Des miracles avec peu: trois chefs revisitent des classiques du terroir

© Anthony Florio
Michel Verlinden
Michel Verlinden Journaliste

« J’ai envie de faire de l’ordinaire extraordinaire », déclarait le chef Paul Pairet, consultant à l’Hôtel de Crillon, livrant les bases d’un manifeste gastronomique à décliner aux quatre coins du globe. Trois chefs en vue relèvent le défi.

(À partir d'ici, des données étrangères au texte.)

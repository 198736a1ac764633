// crates/geobrew-core/src/model/flat.rs
//! Records as they live in the store: one flat hash per entity.
use super::GeoPoint;
use serde::{Deserialize, Serialize};
use std::collections::HashMap;

/// Field/value pairs ready for `HSET`.
pub type Fields = Vec<(String, String)>;

/// A world-cities row. Values stay as the raw CSV strings.
#[derive(Clone, Debug, Default, PartialEq, Serialize, Deserialize)]
pub struct City {
    pub id: String,
    pub name: String,
    pub ascii_name: String,
    pub latitude: String,
    pub longitude: String,
    pub country: String,
    pub iso3: String,
    pub admin_name: String,
    pub capital: String,
    pub population: String,
}

impl City {
    pub fn to_fields(&self) -> Fields {
        vec![
            field("_id", &self.id),
            field("name", &self.name),
            field("ascii_name", &self.ascii_name),
            field("latitude", &self.latitude),
            field("longitude", &self.longitude),
            field("country", &self.country),
            field("iso3", &self.iso3),
            field("admin_name", &self.admin_name),
            field("capital", &self.capital),
            field("population", &self.population),
        ]
    }

    /// Rebuilds a city from an `HGETALL` reply. Absent fields become empty.
    pub fn from_fields(fields: &HashMap<String, String>) -> Self {
        Self {
            id: take(fields, "_id"),
            name: take(fields, "name"),
            ascii_name: take(fields, "ascii_name"),
            latitude: take(fields, "latitude"),
            longitude: take(fields, "longitude"),
            country: take(fields, "country"),
            iso3: take(fields, "iso3"),
            admin_name: take(fields, "admin_name"),
            capital: take(fields, "capital"),
            population: take(fields, "population"),
        }
    }

    /// The record's own coordinates, if both parse.
    pub fn point(&self) -> Option<GeoPoint> {
        GeoPoint::parse(&self.longitude, &self.latitude)
    }
}

/// A breweries row, with the `coordinates` column already split.
#[derive(Clone, Debug, Default, PartialEq, Serialize, Deserialize)]
pub struct Brewery {
    pub id: String,
    pub name: String,
    pub city: String,
    pub state: String,
    /// Country code, e.g. `GB`.
    pub code: String,
    pub country: String,
    pub phone: String,
    pub website: String,
    pub coordinates: Option<GeoPoint>,
}

impl Brewery {
    pub fn to_fields(&self) -> Fields {
        let mut out = vec![
            field("_id", &self.id),
            field("name", &self.name),
            field("city", &self.city),
            field("state", &self.state),
            field("code", &self.code),
            field("country", &self.country),
            field("phone", &self.phone),
            field("website", &self.website),
        ];
        if let Some(p) = self.coordinates {
            out.push(("latitude".to_string(), p.latitude.to_string()));
            out.push(("longitude".to_string(), p.longitude.to_string()));
        }
        out
    }

    pub fn from_fields(fields: &HashMap<String, String>) -> Self {
        let coordinates = match (fields.get("longitude"), fields.get("latitude")) {
            (Some(lng), Some(lat)) => GeoPoint::parse(lng, lat),
            _ => None,
        };
        Self {
            id: take(fields, "_id"),
            name: take(fields, "name"),
            city: take(fields, "city"),
            state: take(fields, "state"),
            code: take(fields, "code"),
            country: take(fields, "country"),
            phone: take(fields, "phone"),
            website: take(fields, "website"),
            coordinates,
        }
    }
}

/// Result of the country + coordinates lookup.
///
/// `geo_position` comes from the geo index rather than the record; it is
/// `None` when the city was never added to the geo index.
#[derive(Clone, Debug, PartialEq, Serialize, Deserialize)]
pub struct CityLocation {
    pub name: String,
    pub latitude: String,
    pub longitude: String,
    pub geo_position: Option<GeoPoint>,
    pub country: String,
}

/// A brewery together with its distance from the search origin.
#[derive(Clone, Debug, PartialEq, Serialize, Deserialize)]
pub struct NearbyBrewery {
    pub brewery: Brewery,
    pub distance_km: f64,
}

fn field(name: &str, value: &str) -> (String, String) {
    (name.to_string(), value.to_string())
}

fn take(fields: &HashMap<String, String>, key: &str) -> String {
    fields.get(key).cloned().unwrap_or_default()
}

#[cfg(test)]
mod tests {
    use super::*;

    #[test]
    fn city_fields_use_stored_names() {
        let city = City {
            id: "1".into(),
            name: "London".into(),
            latitude: "51.5072".into(),
            longitude: "-0.1275".into(),
            ..Default::default()
        };
        let fields: HashMap<_, _> = city.to_fields().into_iter().collect();
        assert_eq!(fields["_id"], "1");
        assert_eq!(fields["name"], "London");
        assert_eq!(fields.len(), 10);
        assert_eq!(City::from_fields(&fields), city);
    }

    #[test]
    fn brewery_without_coordinates_has_no_position_fields() {
        let brewery = Brewery {
            id: "7".into(),
            name: "Fuller's".into(),
            ..Default::default()
        };
        let fields: HashMap<_, _> = brewery.to_fields().into_iter().collect();
        assert!(!fields.contains_key("latitude"));
        assert_eq!(Brewery::from_fields(&fields).coordinates, None);
    }

    #[test]
    fn city_point_needs_both_coordinates() {
        let mut city = City {
            latitude: "48.8566".into(),
            longitude: "2.3522".into(),
            ..Default::default()
        };
        assert_eq!(city.point(), Some(GeoPoint::new(2.3522, 48.8566)));
        city.longitude.clear();
        assert_eq!(city.point(), None);
    }
}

1. David Grosdent, 34 ans, de L’Envie, à Zwevegem

Passé par de grandes maisons avant d'ouvrir son enseigne, David Grosdent a été élu Jeune chef 2021 pour la Flandre au Gault & Millau et a reçu une étoile Michelin.
Passé par de grandes maisons avant d’ouvrir son enseigne, David Grosdent a été élu Jeune chef 2021 pour la Flandre au Gault & Millau et a reçu une étoile Michelin.© ANTHONY FLORIO

« Je signe depuis toujours une cuisine avec une identité forte. La saison et le terroir me tiennent à coeur. Peut-être trop, car parfois je suis vu comme un terroriste du produit de proximité. Cela se traduit surtout dans les poissons que je travaille, qui proviennent essentiellement de la mer du Nord. Je pars du principe qu’il n’y a pas de hiérarchie entre les produits, je suis convaincu qu’un poireau vaut un homard si on le travaille comme il faut. J’aime revisiter des préparations familiales comme la gaufre de Liège, que je sers en mignardise, ou encore la crêpe normande, qui est un classique de la maison. Ma cuisine est assez traditionnelle, notamment parce que je pratique la cuisson sur coffre et que la basse température n’est pas mon truc. Il reste que j’arrive à « twister » les plats grâce à un travail précis sur l’acidité. Bien maîtrisée, celle-ci apporte de la fraîcheur, comme dans la recette de jets de soja et de mousseline à la Cantillon que je propose. »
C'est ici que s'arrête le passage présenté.